— О-о-о, это уже будут проблемы телесного меня. Не замедляйся, а то догонит еще.
— Вот только не надо меня запугивать.
Юноша резко остановился и недоуменно вскинул брови.
— И в мыслях не было. Однако я думал, что предупредить все-таки стоит. В конце концов в театр завел тебя я, а значит несу ответственность за твою сохранность. Физическую и моральную.
— Как серьезно.
— Я не безалаберный дух, и раз уж так неожиданно влетел в твою жизнь, то буду стараться не превращать ее в невыносимый ад.
— Вот спасибо. Огромное! — В мою сторону покосилась девушка с парнем, и я, закатив глаза, с шумом втянула воздух в легкие. — А можно тогда сразу очертить рамки выносимого ада?
— Тяжело же тебе живется.
— Это еще почему?
— Буквально воспринимать аллегории — это же чокнуться можно.
— А вдруг я и есть чокнутая? Ты же меня совершенно не знаешь.
— Отрицать не буду. Здесь я не осведомлен. — Я эмоционально фыркнула и скрестила руки на груди, а он тем временем продолжил: — Зато я самолично видел, что за сегодня ты не съела ни крошки. Поэтому курс на супермаркет!
Его воодушевлению можно было только позавидовать. Казалось, призрачное состояние Клима не беспокоило, равно как и существование в двух местах сразу. Он действовал крайне обыденно, а я, словно ему в противовес, чувствовала себя не в своей тарелке. Из-за него все смялось вихрем, и теперь я пыталась разгладить и упорядочить этот хаос. Однако бесспорно он был прав: мне необходимо подкрепиться.
* * *
— Ты значит актер, — не спрашивая, а утверждая произнесла я.
— Не могу определить по твоему тону, плохо это или хорошо.
Клим сидел за столом напротив меня, держа ладонями голову. В зеленых глазах я не нашла укора, сколько бы не искала. Своей безмятежностью они напомнили мне мшистые камни, прятавшиеся в лесной тени.
— Ладно, признаюсь. Тебе удалось меня поразить. Вот уж увидеть твою персону на сцене я точно не ожидала. Хитро сплел интригу.
— Да, но вот над драматическими паузами стоит еще поработать.

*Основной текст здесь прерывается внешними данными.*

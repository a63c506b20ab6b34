use super::client::{Client, FetchError};
use super::wire::{Branch, CommitDetail, CommitSummary};
use crate::Result;
use crate::facts::activity_window::ActivityWindow;
use crate::facts::records::{CommitRecord, CommitStats, parse_timestamp};
use crate::facts::repo_spec::RepoSpec;
use crate::facts::request_tracker::TrackedTopic;
use chrono::{DateTime, Utc};
use futures_util::TryStreamExt;
use futures_util::future::join_all;
use ohno::{IntoAppError, app_err};
use percent_encoding::{AsciiSet, NON_ALPHANUMERIC, utf8_percent_encode};
use std::sync::Arc;

const LOG_TARGET: &str = "   hosting";

/// Characters left as-is when a branch name goes into a query string.
const QUERY_VALUE: &AsciiSet = &NON_ALPHANUMERIC.remove(b'-').remove(b'_').remove(b'.').remove(b'~');

/// A commit summary that passed validation and is waiting for its detail fetch.
#[derive(Debug)]
struct PendingCommit {
    summary: CommitSummary,
    author: String,
    date: DateTime<Utc>,
}

/// Collect every in-window commit on every branch of `repo`.
///
/// Records come out in branch listing order, then commit listing order within each branch.
/// Failing to list branches fails the whole repository; every later failure only loses
/// the affected branch or the affected commit's line stats.
pub async fn collect_commits(
    client: &Client,
    repo: &RepoSpec,
    window: &ActivityWindow,
    page_size: u8,
) -> Result<Vec<CommitRecord>, FetchError> {
    let branches = list_branches(client, repo, page_size).await?;
    log::debug!(target: LOG_TARGET, "Found {} branch(es) in '{repo}'", branches.len());

    let repository: Arc<str> = repo.to_string().into();
    let per_branch = join_all(
        branches
            .iter()
            .map(|branch| collect_branch(client, repo, &repository, window, branch, page_size)),
    )
    .await;

    Ok(per_branch.into_iter().flatten().collect())
}

async fn list_branches(client: &Client, repo: &RepoSpec, page_size: u8) -> Result<Vec<String>, FetchError> {
    let url = format!("repos/{}/{}/branches?per_page={page_size}", repo.owner(), repo.repo());
    let values: Vec<serde_json::Value> = client.paginate(&url, TrackedTopic::Branches).try_collect().await?;

    Ok(values
        .into_iter()
        .filter_map(|value| match serde_json::from_value::<Branch>(value) {
            Ok(branch) => Some(branch.name),
            Err(e) => {
                log::warn!(target: LOG_TARGET, "Skipping malformed branch entry in '{repo}': {e}");
                None
            }
        })
        .collect())
}

async fn collect_branch(
    client: &Client,
    repo: &RepoSpec,
    repository: &Arc<str>,
    window: &ActivityWindow,
    branch: &str,
    page_size: u8,
) -> Vec<CommitRecord> {
    let url = format!(
        "repos/{}/{}/commits?sha={}&since={}&per_page={page_size}",
        repo.owner(),
        repo.repo(),
        utf8_percent_encode(branch, QUERY_VALUE),
        utf8_percent_encode(&window.since_param(), QUERY_VALUE),
    );

    let values: Vec<serde_json::Value> = match client.paginate(&url, TrackedTopic::Commits).try_collect().await {
        Ok(values) => values,
        Err(e) => {
            log::warn!(target: LOG_TARGET, "Could not list commits on branch '{branch}' of '{repo}', skipping it: {e}");
            return Vec::new();
        }
    };

    let pending: Vec<PendingCommit> = values
        .into_iter()
        .filter_map(|value| match validate_summary(value) {
            Ok(commit) => Some(commit),
            Err(e) => {
                log::warn!(target: LOG_TARGET, "Dropping commit on branch '{branch}' of '{repo}': {e:#}");
                None
            }
        })
        .filter(|commit| window.contains(commit.date))
        .collect();

    log::debug!(target: LOG_TARGET, "Branch '{branch}' of '{repo}' has {} commit(s) in the window", pending.len());

    let stats = join_all(pending.iter().map(|commit| fetch_stats(client, &commit.summary))).await;

    pending
        .into_iter()
        .zip(stats)
        .map(|(commit, stats)| CommitRecord {
            sha: commit.summary.sha,
            author: commit.author,
            message: commit.summary.commit.message,
            additions: stats.additions,
            deletions: stats.deletions,
            files_touched: stats.files_touched,
            date: commit.date,
            branch: branch.to_string(),
            repository: Arc::clone(repository),
            url: commit.summary.html_url,
        })
        .collect()
}

fn validate_summary(value: serde_json::Value) -> Result<PendingCommit> {
    let summary: CommitSummary = serde_json::from_value(value).into_app_err("malformed commit summary")?;

    let author = summary
        .commit
        .author
        .as_ref()
        .ok_or_else(|| app_err!("commit {} has no author", summary.sha))?;

    let name = author
        .name
        .clone()
        .ok_or_else(|| app_err!("commit {} has no author name", summary.sha))?;

    let date = parse_timestamp("commit.author.date", author.date.as_deref())?;

    Ok(PendingCommit {
        summary,
        author: name,
        date,
    })
}

/// Line stats for one commit, or zeros when the detail cannot be fetched.
async fn fetch_stats(client: &Client, summary: &CommitSummary) -> CommitStats {
    match client.get_json::<CommitDetail>(&summary.url, TrackedTopic::Details).await {
        Ok(detail) => {
            let diff = detail.stats.unwrap_or_default();
            CommitStats {
                additions: diff.additions,
                deletions: diff.deletions,
                files_touched: detail.files.map_or(0, |files| files.len() as u64),
            }
        }
        Err(e) => {
            log::warn!(target: LOG_TARGET, "Could not fetch details for commit {}, recording zero line stats: {e}", summary.sha);
            CommitStats::default()
        }
    }
}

Я громко рассмеялась. Собственная же претензия казалась мне такой глупой после увиденного на спектакле. Чистой пробы одаренность, которую невозможно было перепутать.
— Вода закипела, — подсказал он, встав с места, а затем осторожно, почти с опаской, спросил: — И каковы твои впечатление о театре? Душновато? Пресновато? Или, быть может, усыпляюще?
— Ох, какой богатый спектр. Даже не знаю, что выбрать. Очень трудно, — протянув букву у, я тряхнула головой и серьезно взглянула на Клима. — И часто на тебя нападали критики?
Не задумываясь, он легко ответил:
— Никогда.
— Хм. — Выкладывая манты в кастрюлю по одной, я тянула время и размышляла. Стоит углубиться в эту тему или не стоит? И решила: мы не настолько близки, чтобы беззастенчиво копаться в сердцах друг друга. — Знаешь, мне понравилось выступление. Жалко, конечно, что на финале я не смогла присоединиться к всеобщим овациям, ведь вы их заслужили. Правда.
— А какими словами ты бы описала сие действо?
Убавив огонь, я расслабленно помешивала ужин, стоя полубоком к собеседнику.
— Осязаемо. Пробирающе. Горьковато. Последнее, кстати, в хорошем смысле, — спешно разъяснила я, испугавшись недопонимания. — Весьма тонкая работа, искусная. Я могла бы сравнить ее с кружевом. Прошу, останови меня, если мои речи тебя утомили или вовсе кажутся глупостью.
— Не кажутся. Договори, пожалуйста, я внимательно слушаю.
От смущения я потерла лоб тыльной стороной ладони, однако не стала затягивать и, будто срывая пластырь, завершила свою неуклюжую метафору:
— Оно само по себе красиво и приятно, но, только приглядевшись к деталям, ты обнаружишь истинную глубину творения, скрывающуюся в переплетении нитей.
— Спасибо, — послышалось за спиной, и, обернувшись, я увидела Клима с закрытыми глазами. Не знаю, прятал ли он их намеренно или бессознательно защищался, однако его благодарность прозвучала искренне.
Молча кивнув, я сосредоточилась на готовке. Тишина располагала к спокойному ровному процессу, хотя взбунтовавшийся желудок явно меня поторапливал. И все же раньше времени шумовка мантов не коснулась.